[Start of Attachment]

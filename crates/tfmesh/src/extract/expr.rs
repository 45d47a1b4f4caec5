//! Static evaluation of remote-state path expressions.
//!
//! Paths are string templates. `${local.NAME}` is replaced by a scalar local,
//! `${each.key}` / `${each.value}` by the current for-each element. Anything
//! else inside `${}` (variables, data sources, workspace names) is only known
//! at runtime, so the whole reference is reported as unresolvable instead of
//! guessing.

use std::collections::BTreeMap;

use crate::types::{ForEach, LocalValue, RemoteStateRef};

/// Why a path expression could not be evaluated.
#[derive(Debug, Clone, PartialEq, Eq)]
pub enum ExprError {
    /// The template still holds a runtime-only construct.
    Expression(String),
    /// The for-each source doesn't name a known collection.
    Iterable(String),
}

/// One `(each.key, each.value)` binding.
type Binding = (String, String);

/// Expand a reference into the concrete paths it denotes.
///
/// A plain reference yields one path; an iterated reference yields one path
/// per collection element, in collection order.
pub fn expand(
    reference: &RemoteStateRef,
    locals: &BTreeMap<String, LocalValue>,
) -> Result<Vec<String>, ExprError> {
    let Some(for_each) = &reference.for_each else {
        return interpolate(&reference.path, locals, None).map(|p| vec![p]);
    };

    bindings(for_each, locals)?
        .iter()
        .map(|binding| interpolate(&reference.path, locals, Some(binding)))
        .collect()
}

fn bindings(
    for_each: &ForEach,
    locals: &BTreeMap<String, LocalValue>,
) -> Result<Vec<Binding>, ExprError> {
    match for_each {
        ForEach::List(items) => Ok(list_bindings(items)),
        ForEach::Map(map) => Ok(map_bindings(map)),
        ForEach::Reference(expr) => {
            let name = strip_collection_wrappers(expr)
                .strip_prefix("local.")
                .ok_or_else(|| ExprError::Iterable(expr.clone()))?;
            match locals.get(name) {
                Some(LocalValue::List(items)) => Ok(list_bindings(items)),
                Some(LocalValue::Map(map)) => Ok(map_bindings(map)),
                Some(LocalValue::Scalar(_)) | None => Err(ExprError::Iterable(expr.clone())),
            }
        }
    }
}

fn list_bindings(items: &[String]) -> Vec<Binding> {
    items.iter().map(|i| (i.clone(), i.clone())).collect()
}

fn map_bindings(map: &BTreeMap<String, String>) -> Vec<Binding> {
    map.iter().map(|(k, v)| (k.clone(), v.clone())).collect()
}

/// Peel `${...}`, `toset(...)`, `tolist(...)` and `tomap(...)` off an expression.
fn strip_collection_wrappers(expr: &str) -> &str {
    let mut current = expr.trim();
    loop {
        let next = current
            .strip_prefix("${")
            .and_then(|s| s.strip_suffix('}'))
            .or_else(|| {
                ["toset(", "tolist(", "tomap("]
                    .iter()
                    .find_map(|f| current.strip_prefix(f))
                    .and_then(|s| s.strip_suffix(')'))
            });
        match next {
            Some(inner) => current = inner.trim(),
            None => return current,
        }
    }
}

/// Substitute every `${...}` in `template`.
fn interpolate(
    template: &str,
    locals: &BTreeMap<String, LocalValue>,
    binding: Option<&Binding>,
) -> Result<String, ExprError> {
    let mut out = String::with_capacity(template.len());
    let mut rest = template;

    while let Some(start) = rest.find("${") {
        out.push_str(&rest[..start]);
        let after = &rest[start + 2..];
        let end = after
            .find('}')
            .ok_or_else(|| ExprError::Expression(template.to_string()))?;
        let inner = after[..end].trim();

        let value = match (inner, binding) {
            ("each.key", Some((key, _))) => key.as_str(),
            ("each.value", Some((_, value))) => value.as_str(),
            _ => match inner.strip_prefix("local.").and_then(|n| locals.get(n)) {
                Some(LocalValue::Scalar(value)) => value.as_str(),
                _ => return Err(ExprError::Expression(template.to_string())),
            },
        };
        out.push_str(value);
        rest = &after[end + 1..];
    }
    out.push_str(rest);

    Ok(out)
}

#[cfg(test)]
mod tests {
    use super::*;
    use rstest::rstest;

    fn locals() -> BTreeMap<String, LocalValue> {
        let mut locals = BTreeMap::new();
        locals.insert("env".to_string(), LocalValue::Scalar("prod".to_string()));
        locals.insert(
            "regions".to_string(),
            LocalValue::List(vec!["eu-west-1".to_string(), "us-east-1".to_string()]),
        );
        locals.insert(
            "zones".to_string(),
            LocalValue::Map(
                [("primary".to_string(), "eu-west-1".to_string())]
                    .into_iter()
                    .collect(),
            ),
        );
        locals
    }

    #[rstest]
    #[case::static_path("svc/prod/eu/vpc/terraform.tfstate", "svc/prod/eu/vpc/terraform.tfstate")]
    #[case::local_scalar("svc/${local.env}/eu/vpc", "svc/prod/eu/vpc")]
    #[case::padded_local("svc/${ local.env }/eu/vpc", "svc/prod/eu/vpc")]
    #[case::repeated_local("${local.env}/${local.env}", "prod/prod")]
    fn plain_references_expand_to_one_path(#[case] path: &str, #[case] expected: &str) {
        let reference = RemoteStateRef::new("r", "s3", path);

        assert_eq!(expand(&reference, &locals()), Ok(vec![expected.to_string()]));
    }

    #[rstest]
    #[case::variable("svc/${var.env}/eu/vpc")]
    #[case::workspace("svc/${terraform.workspace}/vpc")]
    #[case::list_local_as_scalar("svc/${local.regions}/vpc")]
    #[case::unknown_local("svc/${local.missing}/vpc")]
    #[case::each_without_for_each("svc/prod/${each.key}/vpc")]
    #[case::unterminated("svc/${local.env/vpc")]
    fn runtime_constructs_are_unresolvable(#[case] path: &str) {
        let reference = RemoteStateRef::new("r", "s3", path);

        assert_eq!(
            expand(&reference, &locals()),
            Err(ExprError::Expression(path.to_string()))
        );
    }

    #[test]
    fn for_each_over_local_list_yields_path_per_element() {
        let reference = RemoteStateRef::new("vpc", "s3", "svc/${local.env}/${each.key}/vpc")
            .with_for_each(ForEach::Reference("${toset(local.regions)}".to_string()));

        let paths = expand(&reference, &locals()).unwrap();

        assert_eq!(paths, ["svc/prod/eu-west-1/vpc", "svc/prod/us-east-1/vpc"]);
    }

    #[test]
    fn for_each_over_literal_map_binds_key_and_value() {
        let map = [
            ("a".to_string(), "vpc".to_string()),
            ("b".to_string(), "dns".to_string()),
        ]
        .into_iter()
        .collect();
        let reference = RemoteStateRef::new("deps", "s3", "svc/prod/${each.key}/${each.value}")
            .with_for_each(ForEach::Map(map));

        let paths = expand(&reference, &locals()).unwrap();

        assert_eq!(paths, ["svc/prod/a/vpc", "svc/prod/b/dns"]);
    }

    #[test]
    fn for_each_over_local_map_uses_values() {
        let reference = RemoteStateRef::new("vpc", "s3", "svc/prod/${each.value}/vpc")
            .with_for_each(ForEach::Reference("local.zones".to_string()));

        assert_eq!(
            expand(&reference, &locals()),
            Ok(vec!["svc/prod/eu-west-1/vpc".to_string()])
        );
    }

    #[rstest]
    #[case::variable("var.regions")]
    #[case::scalar_local("local.env")]
    #[case::missing_local("local.nope")]
    fn unresolvable_iterables_are_reported(#[case] source: &str) {
        let reference = RemoteStateRef::new("vpc", "s3", "svc/prod/${each.key}/vpc")
            .with_for_each(ForEach::Reference(source.to_string()));

        assert_eq!(
            expand(&reference, &locals()),
            Err(ExprError::Iterable(source.to_string()))
        );
    }

    #[test]
    fn empty_literal_collection_yields_no_paths() {
        let reference = RemoteStateRef::new("vpc", "s3", "svc/prod/${each.key}/vpc")
            .with_for_each(ForEach::List(Vec::new()));

        assert_eq!(expand(&reference, &locals()), Ok(Vec::new()));
    }
}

[End of Attachment]

- _What to work on_:
Transcribe the lines above between the line holding "let end = after" and the line holding "Some((key, _))) =>", inclusive, exactly as they stand and with nothing added.

- _Written solution_:
        let end = after
            .find('}')
            .ok_or_else(|| ExprError::Expression(template.to_string()))?;
        let inner = after[..end].trim();

        let value = match (inner, binding) {
            ("each.key", Some((key, _))) => key.as_str(),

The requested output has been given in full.